Stored data

__________

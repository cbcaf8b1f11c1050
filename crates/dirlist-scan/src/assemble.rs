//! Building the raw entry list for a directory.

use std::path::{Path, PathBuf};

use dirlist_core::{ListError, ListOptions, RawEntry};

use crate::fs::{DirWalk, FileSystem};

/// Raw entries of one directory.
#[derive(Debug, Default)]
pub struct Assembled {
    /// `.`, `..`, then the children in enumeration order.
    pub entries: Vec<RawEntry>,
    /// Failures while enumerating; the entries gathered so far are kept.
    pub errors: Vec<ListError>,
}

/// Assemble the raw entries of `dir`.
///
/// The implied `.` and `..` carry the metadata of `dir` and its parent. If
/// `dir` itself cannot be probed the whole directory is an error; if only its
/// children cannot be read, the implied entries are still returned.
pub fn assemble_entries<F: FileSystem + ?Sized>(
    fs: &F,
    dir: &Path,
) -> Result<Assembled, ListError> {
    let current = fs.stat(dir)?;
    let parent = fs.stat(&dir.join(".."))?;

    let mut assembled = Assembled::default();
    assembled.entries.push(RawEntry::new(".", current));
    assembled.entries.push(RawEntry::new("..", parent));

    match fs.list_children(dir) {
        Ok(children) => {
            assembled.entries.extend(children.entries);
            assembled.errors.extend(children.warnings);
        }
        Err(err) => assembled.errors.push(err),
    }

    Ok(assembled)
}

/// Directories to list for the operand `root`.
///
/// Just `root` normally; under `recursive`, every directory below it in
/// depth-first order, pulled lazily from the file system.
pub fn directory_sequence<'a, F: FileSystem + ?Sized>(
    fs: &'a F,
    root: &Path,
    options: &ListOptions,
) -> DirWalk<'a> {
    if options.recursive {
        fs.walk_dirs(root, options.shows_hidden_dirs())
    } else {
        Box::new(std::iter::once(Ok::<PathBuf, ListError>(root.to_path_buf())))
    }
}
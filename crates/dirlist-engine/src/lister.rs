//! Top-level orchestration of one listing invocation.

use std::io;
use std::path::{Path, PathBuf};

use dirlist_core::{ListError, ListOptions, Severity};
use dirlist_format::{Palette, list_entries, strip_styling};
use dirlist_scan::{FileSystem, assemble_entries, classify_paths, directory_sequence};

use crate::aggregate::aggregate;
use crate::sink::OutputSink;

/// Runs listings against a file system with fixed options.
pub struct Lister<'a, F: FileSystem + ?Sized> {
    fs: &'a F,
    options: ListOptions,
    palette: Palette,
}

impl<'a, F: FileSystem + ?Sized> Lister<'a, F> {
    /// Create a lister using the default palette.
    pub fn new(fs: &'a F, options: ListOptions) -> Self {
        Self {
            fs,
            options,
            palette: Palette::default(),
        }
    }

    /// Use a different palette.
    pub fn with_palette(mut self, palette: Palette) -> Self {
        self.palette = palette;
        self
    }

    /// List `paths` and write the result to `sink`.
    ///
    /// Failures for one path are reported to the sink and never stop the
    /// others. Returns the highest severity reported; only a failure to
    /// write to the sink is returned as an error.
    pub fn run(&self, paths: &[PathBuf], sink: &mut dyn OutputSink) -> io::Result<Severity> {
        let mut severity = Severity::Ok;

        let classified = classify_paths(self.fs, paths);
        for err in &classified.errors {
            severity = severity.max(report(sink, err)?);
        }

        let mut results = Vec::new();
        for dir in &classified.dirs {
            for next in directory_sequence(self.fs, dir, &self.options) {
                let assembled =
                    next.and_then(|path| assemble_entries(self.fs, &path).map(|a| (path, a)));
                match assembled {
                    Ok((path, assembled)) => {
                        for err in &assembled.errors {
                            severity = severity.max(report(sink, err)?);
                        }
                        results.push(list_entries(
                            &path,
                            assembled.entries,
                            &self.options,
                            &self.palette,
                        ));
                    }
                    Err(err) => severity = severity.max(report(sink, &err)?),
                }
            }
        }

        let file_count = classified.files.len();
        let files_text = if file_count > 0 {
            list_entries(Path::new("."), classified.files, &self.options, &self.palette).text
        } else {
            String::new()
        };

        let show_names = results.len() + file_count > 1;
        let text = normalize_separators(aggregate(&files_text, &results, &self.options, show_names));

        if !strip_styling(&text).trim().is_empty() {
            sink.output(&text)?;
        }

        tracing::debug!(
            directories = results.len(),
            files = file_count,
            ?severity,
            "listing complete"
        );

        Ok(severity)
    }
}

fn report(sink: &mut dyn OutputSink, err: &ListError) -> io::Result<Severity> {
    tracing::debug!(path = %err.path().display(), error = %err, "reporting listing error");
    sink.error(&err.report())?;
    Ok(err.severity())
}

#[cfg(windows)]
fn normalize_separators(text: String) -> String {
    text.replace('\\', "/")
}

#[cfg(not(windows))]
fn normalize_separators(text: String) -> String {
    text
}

__________

WORK TO BE COMPLETED: Please repeat each entry. Keep every word the same.

EXERCISE ANSWER:
repository cbcaf8b1f11c1050
filename crates/dirlist-scan/src/assemble.rs
//! Building the raw entry list for a directory.

use std::path::{Path, PathBuf};

use dirlist_core::{ListError, ListOptions, RawEntry};

use crate::fs::{DirWalk, FileSystem};

/// Raw entries of one directory.
#[derive(Debug, Default)]
pub struct Assembled {
    /// `.`, `..`, then the children in enumeration order.
    pub entries: Vec<RawEntry>,
    /// Failures while enumerating; the entries gathered so far are kept.
    pub errors: Vec<ListError>,
}

/// Assemble the raw entries of `dir`.
///
/// The implied `.` and `..` carry the metadata of `dir` and its parent. If
/// `dir` itself cannot be probed the whole directory is an error; if only its
/// children cannot be read, the implied entries are still returned.
pub fn assemble_entries<F: FileSystem + ?Sized>(
    fs: &F,
    dir: &Path,
) -> Result<Assembled, ListError> {
    let current = fs.stat(dir)?;
    let parent = fs.stat(&dir.join(".."))?;

    let mut assembled = Assembled::default();
    assembled.entries.push(RawEntry::new(".", current));
    assembled.entries.push(RawEntry::new("..", parent));

    match fs.list_children(dir) {
        Ok(children) => {
            assembled.entries.extend(children.entries);
            assembled.errors.extend(children.warnings);
        }
        Err(err) => assembled.errors.push(err),
    }

    Ok(assembled)
}

/// Directories to list for the operand `root`.
///
/// Just `root` normally; under `recursive`, every directory below it in
/// depth-first order, pulled lazily from the file system.
pub fn directory_sequence<'a, F: FileSystem + ?Sized>(
    fs: &'a F,
    root: &Path,
    options: &ListOptions,
) -> DirWalk<'a> {
    if options.recursive {
        fs.walk_dirs(root, options.shows_hidden_dirs())
    } else {
        Box::new(std::iter::once(Ok::<PathBuf, ListError>(root.to_path_buf())))
    }
}
filename crates/dirlist-engine/src/lister.rs
//! Top-level orchestration of one listing invocation.

use std::io;
use std::path::{Path, PathBuf};

use dirlist_core::{ListError, ListOptions, Severity};
use dirlist_format::{Palette, list_entries, strip_styling};
use dirlist_scan::{FileSystem, assemble_entries, classify_paths, directory_sequence};

use crate::aggregate::aggregate;
use crate::sink::OutputSink;

/// Runs listings against a file system with fixed options.
pub struct Lister<'a, F: FileSystem + ?Sized> {
    fs: &'a F,
    options: ListOptions,
    palette: Palette,
}

impl<'a, F: FileSystem + ?Sized> Lister<'a, F> {
    /// Create a lister using the default palette.
    pub fn new(fs: &'a F, options: ListOptions) -> Self {
        Self {
            fs,
            options,
            palette: Palette::default(),
        }
    }

    /// Use a different palette.
    pub fn with_palette(mut self, palette: Palette) -> Self {
        self.palette = palette;
        self
    }

    /// List `paths` and write the result to `sink`.
    ///
    /// Failures for one path are reported to the sink and never stop the
    /// others. Returns the highest severity reported; only a failure to
    /// write to the sink is returned as an error.
    pub fn run(&self, paths: &[PathBuf], sink: &mut dyn OutputSink) -> io::Result<Severity> {
        let mut severity = Severity::Ok;

        let classified = classify_paths(self.fs, paths);
        for err in &classified.errors {
            severity = severity.max(report(sink, err)?);
        }

        let mut results = Vec::new();
        for dir in &classified.dirs {
            for next in directory_sequence(self.fs, dir, &self.options) {
                let assembled =
                    next.and_then(|path| assemble_entries(self.fs, &path).map(|a| (path, a)));
                match assembled {
                    Ok((path, assembled)) => {
                        for err in &assembled.errors {
                            severity = severity.max(report(sink, err)?);
                        }
                        results.push(list_entries(
                            &path,
                            assembled.entries,
                            &self.options,
                            &self.palette,
                        ));
                    }
                    Err(err) => severity = severity.max(report(sink, &err)?),
                }
            }
        }

        let file_count = classified.files.len();
        let files_text = if file_count > 0 {
            list_entries(Path::new("."), classified.files, &self.options, &self.palette).text
        } else {
            String::new()
        };

        let show_names = results.len() + file_count > 1;
        let text = normalize_separators(aggregate(&files_text, &results, &self.options, show_names));

        if !strip_styling(&text).trim().is_empty() {
            sink.output(&text)?;
        }

        tracing::debug!(
            directories = results.len(),
            files = file_count,
            ?severity,
            "listing complete"
        );

        Ok(severity)
    }
}

fn report(sink: &mut dyn OutputSink, err: &ListError) -> io::Result<Severity> {
    tracing::debug!(path = %err.path().display(), error = %err, "reporting listing error");
    sink.error(&err.report())?;
    Ok(err.severity())
}

#[cfg(windows)]
fn normalize_separators(text: String) -> String {
    text.replace('\\', "/")
}

#[cfg(not(windows))]
fn normalize_separators(text: String) -> String {
    text
}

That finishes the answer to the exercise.